Electromagnetic brake friction surface machining device

Technical Field

The utility model belongs to the field of part processing, and particularly relates to a friction surface processing device of an electromagnetic brake.

Background

The electromagnetic brake is a connector for transmitting the torque force of the driving side to the driven side, can be freely combined, separated or braked according to requirements, is an ideal automatic execution element in modern industry, and mainly plays roles of transmitting power, controlling movement and the like in a mechanical transmission system.

One side of the electromagnetic brake is a friction surface, and the friction surface needs to be milled into a structure with a concave middle part in the machining process.

SUMMERY OF THE UTILITY MODEL

The utility model aims to overcome at least one defect of the prior art and provides a friction surface machining device of an electromagnetic brake, so as to achieve the effects of improving machining efficiency and realizing automatic production.
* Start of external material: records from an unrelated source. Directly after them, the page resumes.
//! Cooperative cancellation flag shared between a load and its requester

use std::sync::atomic::{AtomicBool, Ordering};
use std::sync::Arc;

/// Cloneable cancellation signal. All clones observe the same flag.
#[derive(Debug, Clone, Default)]
pub struct CancelToken {
    cancelled: Arc<AtomicBool>,
}

impl CancelToken {
    pub fn new() -> Self {
        Self::default()
    }

    /// Raise the signal. Idempotent.
    pub fn cancel(&self) {
        self.cancelled.store(true, Ordering::Release);
    }

    pub fn is_cancelled(&self) -> bool {
        self.cancelled.load(Ordering::Acquire)
    }
}
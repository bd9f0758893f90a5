//! Application configuration

use directories::ProjectDirs;
use serde::{Deserialize, Serialize};
use std::path::{Path, PathBuf};

/// Main application configuration
#[derive(Debug, Clone, Default, PartialEq, Serialize, Deserialize)]
#[serde(default)]
pub struct AppConfig {
    pub general: GeneralConfig,
    pub imaging: ImagingConfig,
}

#[derive(Debug, Clone, PartialEq, Serialize, Deserialize)]
#[serde(default)]
pub struct GeneralConfig {
    /// Log files older than this are removed at startup
    pub log_retention_days: u32,
}

impl Default for GeneralConfig {
    fn default() -> Self {
        Self { log_retention_days: 7 }
    }
}

/// Cache window and background loading settings
#[derive(Debug, Clone, PartialEq, Serialize, Deserialize)]
#[serde(default)]
pub struct ImagingConfig {
    /// Neighbours on each side warmed in the background
    pub preload_depth: usize,
    /// Neighbours on each side kept cached; must be >= preload_depth
    pub cleanup_safe_range: usize,
    pub preload_workers: usize,
    pub preload_queue_capacity: usize,
    /// Extra directories searched for native HDR/EXR decoder libraries
    pub native_library_dirs: Vec<PathBuf>,
}

impl Default for ImagingConfig {
    fn default() -> Self {
        Self {
            preload_depth: 2,
            cleanup_safe_range: 3,
            preload_workers: 2,
            preload_queue_capacity: 32,
            native_library_dirs: Vec::new(),
        }
    }
}

impl AppConfig {
    /// Load configuration from the per-user config file
    pub fn load() -> anyhow::Result<Self> {
        Self::load_from(&Self::config_path())
    }

    /// Load configuration from `path`, or defaults if it does not exist
    pub fn load_from(path: &Path) -> anyhow::Result<Self> {
        if path.exists() {
            let content = std::fs::read_to_string(path)?;
            let config: Self = toml::from_str(&content)?;
            tracing::info!("Configuration loaded from {:?}", path);
            Ok(config.validated())
        } else {
            tracing::info!("Using default configuration");
            Ok(Self::default())
        }
    }

    /// Save configuration to the per-user config file
    pub fn save(&self) -> anyhow::Result<()> {
        self.save_to(&Self::config_path())
    }

    pub fn save_to(&self, path: &Path) -> anyhow::Result<()> {
        if let Some(parent) = path.parent() {
            std::fs::create_dir_all(parent)?;
        }

        let content = toml::to_string_pretty(self)?;
        std::fs::write(path, content)?;

        tracing::info!("Configuration saved to {:?}", path);
        Ok(())
    }

    /// Get the configuration file path
    pub fn config_path() -> PathBuf {
        ProjectDirs::from("com", "Lumen", "Lumen")
            .map(|dirs| dirs.config_dir().join("config.toml"))
            .unwrap_or_else(|| PathBuf::from("./config.toml"))
    }

    /// Repair inconsistent settings.
    ///
    /// A preload depth beyond the safe range would warm images only for the
    /// next cleanup to evict them, so it is clamped.
    pub fn validated(mut self) -> Self {
        let imaging = &mut self.imaging;

        if imaging.preload_depth > imaging.cleanup_safe_range {
            tracing::warn!(
                "preload_depth {} exceeds cleanup_safe_range {}; clamping",
                imaging.preload_depth,
                imaging.cleanup_safe_range
            );
            imaging.preload_depth = imaging.cleanup_safe_range;
        }

        if imaging.preload_workers == 0 {
            tracing::warn!("preload_workers must be at least 1");
            imaging.preload_workers = 1;
        }

        self
    }
}

#[cfg(test)]
mod tests {
    use super::*;
    use tempfile::TempDir;

    #[test]
    fn test_defaults() {
        let config = AppConfig::default();
        assert_eq!(config.imaging.preload_depth, 2);
        assert_eq!(config.imaging.cleanup_safe_range, 3);
        assert_eq!(config.general.log_retention_days, 7);
    }

    #[test]
    fn test_partial_file_uses_defaults() {
        let config: AppConfig = toml::from_str("[imaging]\npreload_workers = 4\n").unwrap();
        assert_eq!(config.imaging.preload_workers, 4);
        assert_eq!(config.imaging.preload_depth, 2);
        assert_eq!(config.general, GeneralConfig::default());
    }

    #[test]
    fn test_depth_clamped_to_safe_range() {
        let dir = TempDir::new().unwrap();
        let path = dir.path().join("config.toml");
        std::fs::write(&path, "[imaging]\npreload_depth = 5\ncleanup_safe_range = 1\n").unwrap();

        let config = AppConfig::load_from(&path).unwrap();
        assert_eq!(config.imaging.preload_depth, 1);
        assert_eq!(config.imaging.cleanup_safe_range, 1);
    }

    #[test]
    fn test_save_and_load() {
        let dir = TempDir::new().unwrap();
        let path = dir.path().join("nested").join("config.toml");

        let mut config = AppConfig::default();
        config.imaging.native_library_dirs.push(PathBuf::from("/opt/lumen/lib"));
        config.save_to(&path).unwrap();

        assert_eq!(AppConfig::load_from(&path).unwrap(), config);
    }

    #[test]
    fn test_missing_file_is_default() {
        let dir = TempDir::new().unwrap();
        let config = AppConfig::load_from(&dir.path().join("absent.toml")).unwrap();
        assert_eq!(config, AppConfig::default());
    }
}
The utility model adopts the technical scheme that the friction surface machining device of the electromagnetic brake comprises a gantry frame component, a workpiece machining component and a workpiece moving component; the portal frame assembly comprises a bottom plate, an upright post vertical to the bottom plate and a first guide rail assembly arranged at the top end of the upright post; the workpiece processing assembly sequentially comprises a second guide rail assembly, a first power assembly, a rotating shaft assembly and a cutter piece from top to bottom; the second guide rail assembly is vertically and fixedly connected with the first guide rail assembly on the same horizontal plane; the workpiece moving assembly is arranged on the bottom plate and comprises a carriage assembly, a clamp assembly and a workpiece fixed on the clamp assembly from bottom to top, and a second power assembly used for driving the carriage assembly to move on the bottom plate is further arranged on the workpiece moving assembly; the moving direction of the carriage assembly is the same as that of the second guide rail assembly; the carriage assembly comprises a first carriage and a second carriage, and a plurality of clamp pieces are arranged on the first carriage and the second carriage; and a workpiece is fixed on each clamp piece, and the second power assembly drives the first carriage and the second carriage to move in a staggered manner, so that the workpieces on the first carriage and the second carriage are respectively machined by one set of workpiece machining assembly.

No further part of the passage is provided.